DPS: Suspect never slowed down before deadly crash

Linda Chevalier

Linda Chevalier

KINGMAN - Fleeing from law enforcement, Robert James Dodd was driving "as fast as he could go" on the afternoon of April 22, when the Kingman man allegedly ran a stop sign at Packard Avenue and Bond Street and crashed into a car driven by Linda Chevalier.

According to an Arizona Department of Public Safety report, Dodd was driving in the opposing lane at the time of the fatal collision. He never hit the brakes or made an attempt to avoid Chevalier's 2000 Nissan Altima, according to an eyewitness and DPS accident scene investigators.

Chevalier would die a few hours later at Kingman Regional Medical Center from the injuries the 66-year-old woman suffered in the crash, which ended the latest law enforcement pursuit in which Dodd has been involved - which allegedly is at least five.

According to DPS, Chevalier's fate was sealed when Dodd, driving a 2011 Nissan Versa, fled from a DPS detective in the area of Bull Mountain and Stockton Hill roads.

Wanted by the Arizona Department of Corrections for absconding from parole and several other crimes - including fleeing from law enforcement officers in other incidents - Dodd, 42, drove with no regard for other motorists or his passenger, 25-year-old Bridget Bartlett of Golden Valley.

According to the DPS, Dodd drove into oncoming traffic at 60 mph throughout the chase.

Kingman Police officers and Mohave County Sheriff's deputies responded while DPS tried unsuccessfully to get a helicopter in the air.

Dodd turned onto Butler Avenue and then onto Lomita Street before he turned west on Packard Avenue, according to the DPS officer's communications with dispatchers.

Seconds later, the crash occurred and the officer immediately requested an ambulance.

"Need medical ... request medical ASAP," said the officer.

Witness Glen Cappello, who lives on Bond Street, said he was sitting on his front patio when he saw a black MCSO patrol vehicle and the DPS vehicle drive southbound on Bond Street with lights and sirens activated. About 20 minutes later, Cappello said he saw the Versa "being driven just as fast as he could go," with police vehicles in pursuit between 200 and 300 feet behind.

Cappello said Dodd blew through the stop sign before the collision. He was driving on the wrong side of the road.

Dodd and Bartlett were taken to a Phoenix hospital.
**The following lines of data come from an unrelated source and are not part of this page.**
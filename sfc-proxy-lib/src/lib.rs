#![forbid(unsafe_code)]

//! Core of the SFC proxy: header codecs, flow keys, the per-flow session
//! tables, and the three pipelines that de-encapsulate traffic arriving
//! wrapped in VXLAN-GPE/NSH, hand it to a non-SFC-aware service function,
//! and re-wrap whatever comes back.
//!
//! This crate has no notion of a real network socket. The binary crate
//! (`sfc-proxy`) owns raw link-layer I/O and calls into the pipeline
//! functions here with `bytes::Bytes` buffers it has already received.

pub mod bundle;
pub mod codec;
pub mod error;
pub mod flow;
pub mod frame;
pub mod pipeline;
pub mod send;
pub mod session;

pub use bundle::HeaderBundle;
pub use error::{ProxyError, Result};
pub use flow::FlowKey;
pub use pipeline::{process_decap, process_encap, process_reverse_encap, DecapOutput, EncapDrop};
pub use send::{send_drained, RawSend};
pub use session::SessionTables;
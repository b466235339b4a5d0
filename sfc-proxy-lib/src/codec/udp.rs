use bytes::{Bytes, BytesMut};

pub const VXLAN_GPE_PORT: u16 = 4790;
pub const UDP_HEADER_LEN: usize = 8;

/// An 8-byte UDP header: `src_port dst_port length checksum`, all u16.
#[derive(Debug, Clone, Copy, PartialEq, Eq)]
pub struct UdpHeader {
    pub src_port: u16,
    pub dst_port: u16,
    pub length: u16,
    pub checksum: u16,
}

impl UdpHeader {
    pub fn parse(bytes: &Bytes) -> Option<(Self, Bytes)> {
        if bytes.len() < UDP_HEADER_LEN {
            return None;
        }
        let header = UdpHeader {
            src_port: u16::from_be_bytes([bytes[0], bytes[1]]),
            dst_port: u16::from_be_bytes([bytes[2], bytes[3]]),
            length: u16::from_be_bytes([bytes[4], bytes[5]]),
            checksum: u16::from_be_bytes([bytes[6], bytes[7]]),
        };
        Some((header, bytes.slice(UDP_HEADER_LEN..)))
    }

    pub fn pack(&self) -> Bytes {
        let mut out = BytesMut::with_capacity(UDP_HEADER_LEN);
        out.extend_from_slice(&self.src_port.to_be_bytes());
        out.extend_from_slice(&self.dst_port.to_be_bytes());
        out.extend_from_slice(&self.length.to_be_bytes());
        out.extend_from_slice(&self.checksum.to_be_bytes());
        out.freeze()
    }
}
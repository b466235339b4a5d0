#![forbid(unsafe_code)]

use std::sync::Mutex;
use std::thread;

use bytes::Bytes;
use clap::Parser;
use pnet::datalink::{DataLinkReceiver, DataLinkSender};
use sfc_proxy_lib::{
    process_decap, process_encap, process_reverse_encap, send_drained, DecapOutput, EncapDrop,
    SessionTables,
};
use tracing::{debug, error, info, trace};
use tracing_subscriber::EnvFilter;

mod socket;

use socket::{PnetSender, RawSocket};

/// SFC proxy for non-SFC-aware service functions: strips VXLAN-GPE/NSH
/// encapsulation on the way in, hands the inner packet to the service
/// function, and re-wraps whatever it sends back.
#[derive(Parser, Debug)]
#[command(author, version, about)]
struct Cli {
    /// Interface carrying encapsulated VXLAN-GPE/NSH traffic.
    #[arg(short = 'e', long = "encap_if")]
    encap_if: String,

    /// Interface the service function receives de-encapsulated traffic on.
    #[arg(long = "unencap_in_if", alias = "uin")]
    unencap_in_if: String,

    /// Interface the service function's reply path is read from.
    #[arg(long = "unencap_out_if", alias = "uout")]
    unencap_out_if: String,
}

fn main() -> std::process::ExitCode {
    init_tracing();
    let cli = Cli::parse();

    let encap = match socket::open(&cli.encap_if) {
        Ok(s) => s,
        Err(err) => {
            error!(%err, interface = %cli.encap_if, "failed to bind encap interface");
            return std::process::ExitCode::FAILURE;
        }
    };
    let unencap_in = match socket::open(&cli.unencap_in_if) {
        Ok(s) => s,
        Err(err) => {
            error!(%err, interface = %cli.unencap_in_if, "failed to bind unencap-in interface");
            return std::process::ExitCode::FAILURE;
        }
    };
    let unencap_out = match socket::open(&cli.unencap_out_if) {
        Ok(s) => s,
        Err(err) => {
            error!(%err, interface = %cli.unencap_out_if, "failed to bind unencap-out interface");
            return std::process::ExitCode::FAILURE;
        }
    };

    info!(
        encap = %encap.name,
        unencap_in = %unencap_in.name,
        unencap_out = %unencap_out.name,
        "interfaces bound, starting pipelines"
    );

    let RawSocket { rx: encap_rx, tx: encap_tx, .. } = encap;
    let RawSocket { rx: unencap_in_rx, tx: unencap_in_tx, .. } = unencap_in;
    let RawSocket { rx: unencap_out_rx, tx: unencap_out_tx, .. } = unencap_out;

    // The encap interface's send half is shared by the encap and
    // reverse-encap workers; the other two send halves are each used by a
    // single worker (the decap worker) and need no synchronization.
    let encap_tx = Mutex::new(encap_tx);
    let tables = SessionTables::new();

    thread::scope(|scope| {
        scope.spawn(|| decap_worker(encap_rx, unencap_in_tx, unencap_out_tx, &tables));
        scope.spawn(|| encap_worker(unencap_in_rx, &encap_tx, &tables));
        scope.spawn(|| reverse_encap_worker(unencap_out_rx, &encap_tx, &tables));
    });

    std::process::ExitCode::SUCCESS
}

/// Reads encapsulated frames from the *encap* interface, runs the decap
/// pipeline, and emits the inner frame on whichever unencapsulated
/// interface the pipeline selected.
fn decap_worker(
    mut rx: Box<dyn DataLinkReceiver>,
    mut unencap_in_tx: Box<dyn DataLinkSender>,
    mut unencap_out_tx: Box<dyn DataLinkSender>,
    tables: &SessionTables,
) {
    loop {
        let frame = match rx.next() {
            Ok(bytes) => Bytes::copy_from_slice(bytes),
            Err(err) => {
                error!(%err, worker = "decap", "receive failed, worker exiting");
                return;
            }
        };

        match process_decap(tables, &frame) {
            Some(DecapOutput::Forward(inner)) => {
                emit("decap->unencap_out", unencap_out_tx.as_mut(), &inner);
            }
            Some(DecapOutput::Reply(inner)) => {
                emit("decap->unencap_in", unencap_in_tx.as_mut(), &inner);
            }
            None => {
                trace!(worker = "decap", bytes = frame.len(), "frame dropped: unrecognized chain");
            }
        }
    }
}

/// Reads the service function's forward output on *unencap-in*, rebuilds
/// the outer stack from the matching forward session, and emits on *encap*.
fn encap_worker(
    mut rx: Box<dyn DataLinkReceiver>,
    encap_tx: &Mutex<Box<dyn DataLinkSender>>,
    tables: &SessionTables,
) {
    loop {
        let frame = match rx.next() {
            Ok(bytes) => Bytes::copy_from_slice(bytes),
            Err(err) => {
                error!(%err, worker = "encap", "receive failed, worker exiting");
                return;
            }
        };

        match process_encap(tables, &frame) {
            Ok(outbound) => {
                let mut tx = encap_tx.lock().unwrap_or_else(|e| e.into_inner());
                emit("encap->encap", tx.as_mut(), &outbound);
            }
            Err(EncapDrop::Malformed) => {
                trace!(worker = "encap", bytes = frame.len(), "frame dropped: unrecognized chain");
            }
            Err(EncapDrop::UnknownFlow) => {
                debug!(worker = "encap", bytes = frame.len(), "frame dropped: unknown flow");
            }
            Err(EncapDrop::SiUnderflow) => {
                // Already logged at `warn` by `rebuild_outer_prefix`; nothing more to say here.
            }
        }
    }
}

/// Reads the service function's reply output on *unencap-out*, rebuilds the
/// outer stack from the matching reply session, and emits on *encap*.
fn reverse_encap_worker(
    mut rx: Box<dyn DataLinkReceiver>,
    encap_tx: &Mutex<Box<dyn DataLinkSender>>,
    tables: &SessionTables,
) {
    loop {
        let frame = match rx.next() {
            Ok(bytes) => Bytes::copy_from_slice(bytes),
            Err(err) => {
                error!(%err, worker = "reverse_encap", "receive failed, worker exiting");
                return;
            }
        };

        match process_reverse_encap(tables, &frame) {
            Ok(outbound) => {
                let mut tx = encap_tx.lock().unwrap_or_else(|e| e.into_inner());
                emit("reverse_encap->encap", tx.as_mut(), &outbound);
            }
            Err(EncapDrop::Malformed) => {
                trace!(
                    worker = "reverse_encap",
                    bytes = frame.len(),
                    "frame dropped: unrecognized chain"
                );
            }
            Err(EncapDrop::UnknownFlow) => {
                debug!(
                    worker = "reverse_encap",
                    bytes = frame.len(),
                    "frame dropped: unprimed flow"
                );
            }
            Err(EncapDrop::SiUnderflow) => {
                // Already logged at `warn` by `rebuild_outer_prefix`; nothing more to say here.
            }
        }
    }
}

fn emit(path: &str, tx: &mut dyn DataLinkSender, frame: &[u8]) {
    let mut sender = PnetSender::new(tx);
    if let Err(err) = send_drained(&mut sender, frame) {
        error!(%err, path, "send failed");
    }
}

fn init_tracing() {
    let env_filter = EnvFilter::try_from_default_env().unwrap_or_else(|_| EnvFilter::new("info"));
    tracing_subscriber::fmt()
        .with_env_filter(env_filter)
        .with_target(false)
        .init();
}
Mortally injured, Chevalier was taken to KRMC. Dodd refused to speak to officers at the scene, but his passenger told a DPS detective that Dodd was indeed fleeing from police, that the police were running with lights and sirens, and that Dodd was driving at a high rate of speed when he failed to stop and stuck Chevalier.
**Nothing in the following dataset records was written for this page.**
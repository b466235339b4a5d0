use thiserror::Error;

/// Errors that can occur while assembling or tearing down the proxy runtime.
///
/// The packet-processing path itself does not use this type: a parse mismatch
/// or an unknown flow is routine control flow and is represented as `None`,
/// not as an error.
#[derive(Error, Debug)]
pub enum ProxyError {
    #[error("IO error: {0}")]
    Io(#[from] std::io::Error),

    #[error("configuration error: {0}")]
    Config(String),
}

pub type Result<T> = std::result::Result<T, ProxyError>;
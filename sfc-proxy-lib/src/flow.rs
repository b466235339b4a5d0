use crate::codec::{EthernetHeader, Ipv4Header, TcpHeader};

/// The inner 7-tuple identifying a single service-function session:
/// `(eth_dst, eth_src, eth_type, ip_dst, ip_src, tcp_dst_port, tcp_src_port)`.
///
/// Equality is exact byte equality on addresses and exact integer equality
/// on ports/type, which `#[derive(PartialEq, Eq, Hash)]` gives for free.
#[derive(Debug, Clone, Copy, PartialEq, Eq, Hash)]
pub struct FlowKey {
    pub eth_dst: [u8; 6],
    pub eth_src: [u8; 6],
    pub eth_type: u16,
    pub ip_dst: [u8; 4],
    pub ip_src: [u8; 4],
    pub tcp_dst_port: u16,
    pub tcp_src_port: u16,
}

impl FlowKey {
    /// Derives the key from a de-encapsulated packet's inner headers.
    pub fn from_headers(eth: &EthernetHeader, ip: &Ipv4Header, tcp: &TcpHeader) -> Self {
        FlowKey {
            eth_dst: eth.dst,
            eth_src: eth.src,
            eth_type: eth.eth_type,
            ip_dst: ip.dst,
            ip_src: ip.src,
            tcp_dst_port: tcp.dst_port,
            tcp_src_port: tcp.src_port,
        }
    }

    /// The same 7-tuple with `eth_src<->eth_dst`, `ip_src<->ip_dst`, and
    /// `tcp_src_port<->tcp_dst_port` exchanged. `eth_type` is unchanged.
    pub fn swap(&self) -> Self {
        FlowKey {
            eth_dst: self.eth_src,
            eth_src: self.eth_dst,
            eth_type: self.eth_type,
            ip_dst: self.ip_src,
            ip_src: self.ip_dst,
            tcp_dst_port: self.tcp_src_port,
            tcp_src_port: self.tcp_dst_port,
        }
    }
}
use bytes::Bytes;
use tracing::trace;

use crate::bundle::rebuild_outer_prefix;
use crate::frame::parse_bare;
use crate::pipeline::EncapDrop;
use crate::session::SessionTables;

/// Runs one frame from the *unencap-out* interface. Symmetric to
/// [`crate::pipeline::encap::process_encap`], but the direct key is only
/// used to confirm `swap(k) ∈ S_fwd`; the replay bundle itself is fetched
/// from `S_rev[swap(k)]`, and both the outer Ethernet and the inner
/// NSH-carrying Ethernet of that bundle are swapped.
pub fn process_reverse_encap(tables: &SessionTables, frame: &Bytes) -> Result<Bytes, EncapDrop> {
    let bare = parse_bare(frame).ok_or(EncapDrop::Malformed)?;
    let swapped = bare.key.swap();
    if !tables.contains_forward(&swapped) {
        trace!(key = ?swapped, "reverse_encap: no forward session for this (swapped) flow");
        return Err(EncapDrop::UnknownFlow);
    }
    let bundle = tables.get_reply(&swapped).ok_or(EncapDrop::UnknownFlow)?;
    let mut outbound = rebuild_outer_prefix(&bundle, true).ok_or(EncapDrop::SiUnderflow)?;
    outbound.extend_from_slice(frame);
    Ok(Bytes::from(outbound))
}
use bytes::Bytes;

use crate::bundle::HeaderBundle;
use crate::codec::{
    EthernetHeader, Ipv4Header, TcpHeader, UdpHeader, VxlanGpeHeader, ETHERTYPE_IPV4,
    ETHERTYPE_NSH, IP_PROTO_TCP, IP_PROTO_UDP, VXLAN_GPE_PORT,
};
use crate::flow::FlowKey;

/// The result of descending the full stacked header chain on the *encap*
/// interface: the preserved outer slices plus the inner flow key and the
/// inner frame (inner Ethernet through TCP payload) to hand to the service
/// function.
pub struct DecapFrame {
    pub bundle: HeaderBundle,
    pub key: FlowKey,
    pub inner_frame: Bytes,
}

/// Descends Ethernet -> IPv4 -> UDP -> VXLAN-GPE -> inner Ethernet -> NSH ->
/// inner Ethernet -> inner IPv4 -> inner TCP, per the fixed chain this proxy
/// understands. Returns `None` the moment any precondition fails; the
/// caller treats that as "drop the frame, no state change."
pub fn parse_encapsulated(frame: &Bytes) -> Option<DecapFrame> {
    let (outer_eth_hdr, rest) = EthernetHeader::parse(frame)?;
    if outer_eth_hdr.eth_type != ETHERTYPE_IPV4 {
        return None;
    }
    let outer_eth = frame.slice(0..frame.len() - rest.len());

    let (outer_ip_hdr, rest2) = Ipv4Header::parse(&rest)?;
    if outer_ip_hdr.protocol != IP_PROTO_UDP {
        return None;
    }
    let outer_ip = rest.slice(0..rest.len() - rest2.len());

    let (udp_hdr, rest3) = UdpHeader::parse(&rest2)?;
    if udp_hdr.dst_port != VXLAN_GPE_PORT {
        return None;
    }
    let udp = rest2.slice(0..rest2.len() - rest3.len());

    let (_vxlan_hdr, rest4) = VxlanGpeHeader::parse(&rest3)?;
    let vxlan = rest3.slice(0..rest3.len() - rest4.len());

    let (nsh_eth_hdr, rest5) = EthernetHeader::parse(&rest4)?;
    if nsh_eth_hdr.eth_type != ETHERTYPE_NSH {
        return None;
    }
    let nsh_eth = rest4.slice(0..rest4.len() - rest5.len());

    let (_nsh_hdr, rest6) = crate::codec::NshHeader::parse(&rest5)?;
    let nsh = rest5.slice(0..rest5.len() - rest6.len());

    // rest6 is the inner frame: inner Ethernet through TCP payload.
    let inner_frame = rest6.clone();
    let (inner_eth_hdr, rest7) = EthernetHeader::parse(&rest6)?;
    let (inner_ip_hdr, rest8) = Ipv4Header::parse(&rest7)?;
    if inner_ip_hdr.protocol != IP_PROTO_TCP {
        return None;
    }
    let (inner_tcp_hdr, _rest9) = TcpHeader::parse(&rest8)?;

    let key = FlowKey::from_headers(&inner_eth_hdr, &inner_ip_hdr, &inner_tcp_hdr);

    Some(DecapFrame {
        bundle: HeaderBundle {
            outer_eth,
            outer_ip,
            udp,
            vxlan,
            nsh_eth,
            nsh,
        },
        key,
        inner_frame,
    })
}

/// The result of parsing a bare (no outer stack) frame observed on
/// `unencap-in` or `unencap-out`: just enough to build the flow key.
pub struct BareFrame {
    pub key: FlowKey,
}

/// Parses Ethernet/IPv4/TCP only, requiring IPv4 and TCP, as both the Encap
/// and Reverse-encap pipelines do against the service function's output.
pub fn parse_bare(frame: &Bytes) -> Option<BareFrame> {
    let (eth_hdr, rest) = EthernetHeader::parse(frame)?;
    if eth_hdr.eth_type != ETHERTYPE_IPV4 {
        return None;
    }
    let (ip_hdr, rest2) = Ipv4Header::parse(&rest)?;
    if ip_hdr.protocol != IP_PROTO_TCP {
        return None;
    }
    let (tcp_hdr, _rest3) = TcpHeader::parse(&rest2)?;

    Some(BareFrame {
        key: FlowKey::from_headers(&eth_hdr, &ip_hdr, &tcp_hdr),
    })
}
Dodd has a history of running from law enforcement and has served time in prison for doing so in the past. He faces such a charge in two of four cases against him - but not in this case.
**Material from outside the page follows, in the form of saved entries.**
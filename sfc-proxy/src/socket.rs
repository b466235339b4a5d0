//! Raw link-layer socket acquisition and the concrete [`RawSend`] used by
//! the worker threads, both built on `pnet`'s datalink channel API.

use std::io;

use pnet::datalink::{self, Channel, Config, DataLinkReceiver, DataLinkSender, NetworkInterface};
use sfc_proxy_lib::RawSend;
use thiserror::Error;

/// Receive buffer large enough for a maximally-stacked frame this proxy
/// understands (outer Eth/IP/UDP/VXLAN-GPE/NSH plus a full inner frame)
/// with headroom to spare.
const CHANNEL_BUFFER_SIZE: usize = 65536;

#[derive(Debug, Error)]
pub enum SocketError {
    #[error("no such network interface: {0}")]
    NoSuchInterface(String),
    #[error("interface {interface} does not support a datalink channel")]
    UnsupportedChannelType { interface: String },
    #[error("failed to open datalink channel on {interface}: {source}")]
    ChannelOpen {
        interface: String,
        #[source]
        source: io::Error,
    },
}

/// A bound raw link-layer socket: a send half and a receive half, both tied
/// to the same interface.
pub struct RawSocket {
    pub name: String,
    pub tx: Box<dyn DataLinkSender>,
    pub rx: Box<dyn DataLinkReceiver>,
}

/// Resolves `name` to a live interface and opens a datalink channel on it,
/// configured to receive every ethertype with no BPF-level filter.
pub fn open(name: &str) -> Result<RawSocket, SocketError> {
    let interface = find_interface(name)?;

    let config = Config {
        read_buffer_size: CHANNEL_BUFFER_SIZE,
        write_buffer_size: CHANNEL_BUFFER_SIZE,
        ..Config::default()
    };

    match datalink::channel(&interface, config) {
        Ok(Channel::Ethernet(tx, rx)) => Ok(RawSocket {
            name: name.to_string(),
            tx,
            rx,
        }),
        Ok(_) => Err(SocketError::UnsupportedChannelType {
            interface: name.to_string(),
        }),
        Err(source) => Err(SocketError::ChannelOpen {
            interface: name.to_string(),
            source,
        }),
    }
}

fn find_interface(name: &str) -> Result<NetworkInterface, SocketError> {
    datalink::interfaces()
        .into_iter()
        .find(|iface| iface.name == name)
        .ok_or_else(|| SocketError::NoSuchInterface(name.to_string()))
}

/// Adapts `pnet`'s [`DataLinkSender`] to the library's socket-agnostic
/// [`RawSend`] trait, so [`sfc_proxy_lib::send_drained`] drives it the same
/// way its unit tests drive a mock sender.
pub struct PnetSender<'a> {
    tx: &'a mut dyn DataLinkSender,
}

impl<'a> PnetSender<'a> {
    pub fn new(tx: &'a mut dyn DataLinkSender) -> Self {
        Self { tx }
    }
}

impl RawSend for PnetSender<'_> {
    fn send_once(&mut self, buf: &[u8]) -> io::Result<usize> {
        match self.tx.send_to(buf, None) {
            Some(Ok(())) => Ok(buf.len()),
            Some(Err(e)) => Err(e),
            None => Err(io::Error::new(
                io::ErrorKind::WriteZero,
                "datalink sender has no destination configured",
            )),
        }
    }
}
use bytes::{Bytes, BytesMut};

pub const NSH_HEADER_LEN: usize = 24;
pub const NSH_MD_TYPE_1: u8 = 1;

/// An NSH MD-Type 1 header (draft-ietf-sfc-nsh-05): 8-byte base header plus
/// four 32-bit context words.
///
/// `service_path_header` packs the 24-bit SPI in its upper bits and the
/// 8-bit SI in its lowest byte.
#[derive(Debug, Clone, Copy, PartialEq, Eq)]
pub struct NshHeader {
    pub flags_length: u16,
    pub md_type: u8,
    pub next_proto: u8,
    pub service_path_header: u32,
    pub ctx: [u32; 4],
}

impl NshHeader {
    pub fn parse(bytes: &Bytes) -> Option<(Self, Bytes)> {
        if bytes.len() < NSH_HEADER_LEN {
            return None;
        }
        let flags_length = u16::from_be_bytes([bytes[0], bytes[1]]);
        let md_type = bytes[2];
        let next_proto = bytes[3];
        let service_path_header = u32::from_be_bytes([bytes[4], bytes[5], bytes[6], bytes[7]]);
        let mut ctx = [0u32; 4];
        for (i, word) in ctx.iter_mut().enumerate() {
            let off = 8 + i * 4;
            *word = u32::from_be_bytes([
                bytes[off],
                bytes[off + 1],
                bytes[off + 2],
                bytes[off + 3],
            ]);
        }
        let header = NshHeader {
            flags_length,
            md_type,
            next_proto,
            service_path_header,
            ctx,
        };
        Some((header, bytes.slice(NSH_HEADER_LEN..)))
    }

    pub fn pack(&self) -> Bytes {
        let mut out = BytesMut::with_capacity(NSH_HEADER_LEN);
        out.extend_from_slice(&self.flags_length.to_be_bytes());
        out.extend_from_slice(&[self.md_type, self.next_proto]);
        out.extend_from_slice(&self.service_path_header.to_be_bytes());
        for word in &self.ctx {
            out.extend_from_slice(&word.to_be_bytes());
        }
        out.freeze()
    }

    /// Service Path Identifier: the upper 24 bits of the service path header.
    pub fn spi(&self) -> u32 {
        self.service_path_header >> 8
    }

    /// Service Index: the lowest 8 bits of the service path header.
    pub fn si(&self) -> u8 {
        (self.service_path_header & 0xFF) as u8
    }

    /// Returns a copy with SI decremented by one, or `None` at `SI == 0`.
    ///
    /// The decrement is never allowed to wrap: a chain whose SI has already
    /// reached zero has a bookkeeping bug upstream, and silently wrapping to
    /// 255 would hand the packet to the wrong hop in a different chain.
    pub fn decrement_si(&self) -> Option<Self> {
        let si = self.si();
        if si == 0 {
            return None;
        }
        let spi_bits = self.service_path_header & !0xFF;
        Some(NshHeader {
            service_path_header: spi_bits | u32::from(si - 1),
            ..*self
        })
    }
}

/// Parses the NSH header out of a stored bundle slice, decrements its SI, and
/// repacks. Returns `None` on a truncated bundle slice or SI underflow.
pub fn decrement_si_packed(bundle_bytes: &Bytes) -> Option<Bytes> {
    let (header, _) = NshHeader::parse(bundle_bytes)?;
    Some(header.decrement_si()?.pack())
}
Dodd was charged with second-degree murder for allegedly causing Chevalier's death, along with three counts of criminal damage, possession of dangerous drugs and possession of drug paraphernalia.

In another case he faces charges of unlawful flight, kidnapping, aggravated assault, five counts of misconduct involving weapons, disorderly conduct with a weapon and endangerment.

In this case, Dodd is accused of holding a gun to the head of a man who was driving a car he was a passenger in when law enforcement attempted to make a traffic stop last March.

In yet another case, this one that occurred several days before Chevalier was killed, Dodd was charged with unlawful flight, three counts of criminal damage and two counts of aggravated assault. Finally, his fourth case alleges a single charge of car theft. In all, Dodd faces more than two dozen felony charges.

If convicted on any of them, he faces an enhanced sentence if prosecutors prove he committed those crimes after he violated the terms of his parole.

Dodd was sentenced to prison in 2006 for resisting arrest - and two counts of unlawful flight.

Judge Rick Williams at a hearing in October set a bond of $1 million.